4th cause of action, intentional misrepresentation. The SAC now alleges facts sufficient to constitute this cause of action.
The SAC alleges with adequate specificity that a named investigator told plaintiff over the phone in October 2019 that defendant needed to further inspect the vehicle with the intention of inducing plaintiff to deliver it to defendant, knowing no further inspection was actually needed and that defendant would simply retain the vehicle. (SAC ¶¶ 46-48.) It also alleges plaintiff relied on the representation by delivering the vehicle, thereby suffering damages when defendant failed to return it. (Ibid.)
These allegations sufficiently support this claim, even if we put the “financial documents” issue to the side. (See Fremont Indemnity Co. v. Fremont General Corp. (2007) 148 Cal.App.4th 97, 119 [no partial demurrers].)
5th cause of action, negligence. The SAC now alleges facts sufficient to constitute this cause of action. It alleges defendant damaged the vehicle. (SAC ¶ 53.)
That is not a claims handling issue. It is a breach of the duty of care we all owe each other not to damage another’s property. (Civ. Code, § 1714, subd. (a).)
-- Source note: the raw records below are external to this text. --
//! # mulligan-core
//!
//! Core library for the Mulligan CLI providing:
//! - A bounded retry executor for asynchronous operations
//! - Result validation via caller-supplied success predicates
//! - Observable attempt lifecycle via the `RetryObserver` trait
//! - Serde-backed retry configuration

pub mod error;
pub mod retry;
pub mod types;

pub use error::{Error, Result};
pub use types::RetryConfig;
//! Sample command - retry a random draw until it clears a threshold

use anyhow::{bail, Result};
use mulligan_core::retry::{ClosurePredicate, RetryTaskBuilder, TracingObserver};
use mulligan_core::RetryConfig;
use rand::Rng;

use crate::cli::SampleArgs;
use crate::output;

pub async fn run(args: SampleArgs, attempts: u32) -> Result<()> {
    if args.min > args.max {
        bail!("--min ({}) must not exceed --max ({})", args.min, args.max);
    }

    tracing::debug!(
        min = args.min,
        max = args.max,
        threshold = args.threshold,
        attempts = attempts,
        "starting sample demo"
    );

    let threshold = args.threshold;
    let task = RetryTaskBuilder::new()
        .with_config(RetryConfig::new(attempts))
        .with_predicate(ClosurePredicate::new(move |sample: &f64| {
            *sample < threshold
        }))
        .with_observer(TracingObserver::new("sample"))
        .build()?;

    let (min, max) = (args.min, args.max);
    let outcome = task
        .run(|| {
            let sample = rand::rng().random_range(min..=max);
            async move { Ok::<_, std::io::Error>(sample) }
        })
        .await;

    match outcome {
        Ok(sample) => {
            output::success(&format!("accepted sample {:.4}", sample));
            Ok(())
        }
        Err(err) => {
            output::error(&err.to_string());
            for (i, failure) in err.failures().iter().enumerate() {
                output::kv(&format!("attempt {}", i + 1), &failure.to_string());
            }
            bail!(
                "no sample below {} within {} attempts",
                threshold,
                err.max_attempts()
            )
        }
    }
}

#[cfg(test)]
mod tests {
    use super::*;

    #[tokio::test]
    async fn test_threshold_above_range_accepts_first_sample() {
        let args = SampleArgs {
            min: 1.0,
            max: 3.0,
            threshold: 10.0,
        };

        assert!(run(args, 5).await.is_ok());
    }

    #[tokio::test]
    async fn test_threshold_below_range_exhausts_budget() {
        let args = SampleArgs {
            min: 1.0,
            max: 3.0,
            threshold: 0.0,
        };

        assert!(run(args, 3).await.is_err());
    }

    #[tokio::test]
    async fn test_inverted_range_is_rejected() {
        let args = SampleArgs {
            min: 3.0,
            max: 1.0,
            threshold: 2.0,
        };

        assert!(run(args, 5).await.is_err());
    }
}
While defendant doubts plaintiff could know the condition of the vehicle if plaintiff never regained possession, “[t]he question of a plaintiff's ability to prove the allegations, or the possible difficulty in making such proof, does not concern the [] court and plaintiffs need only plead facts showing that they may be entitled to some relief.” (Brown v. Los Angeles Unified School District (2021) 60 Cal.App.5th 1092, 1103.)
Defendant shall give notice.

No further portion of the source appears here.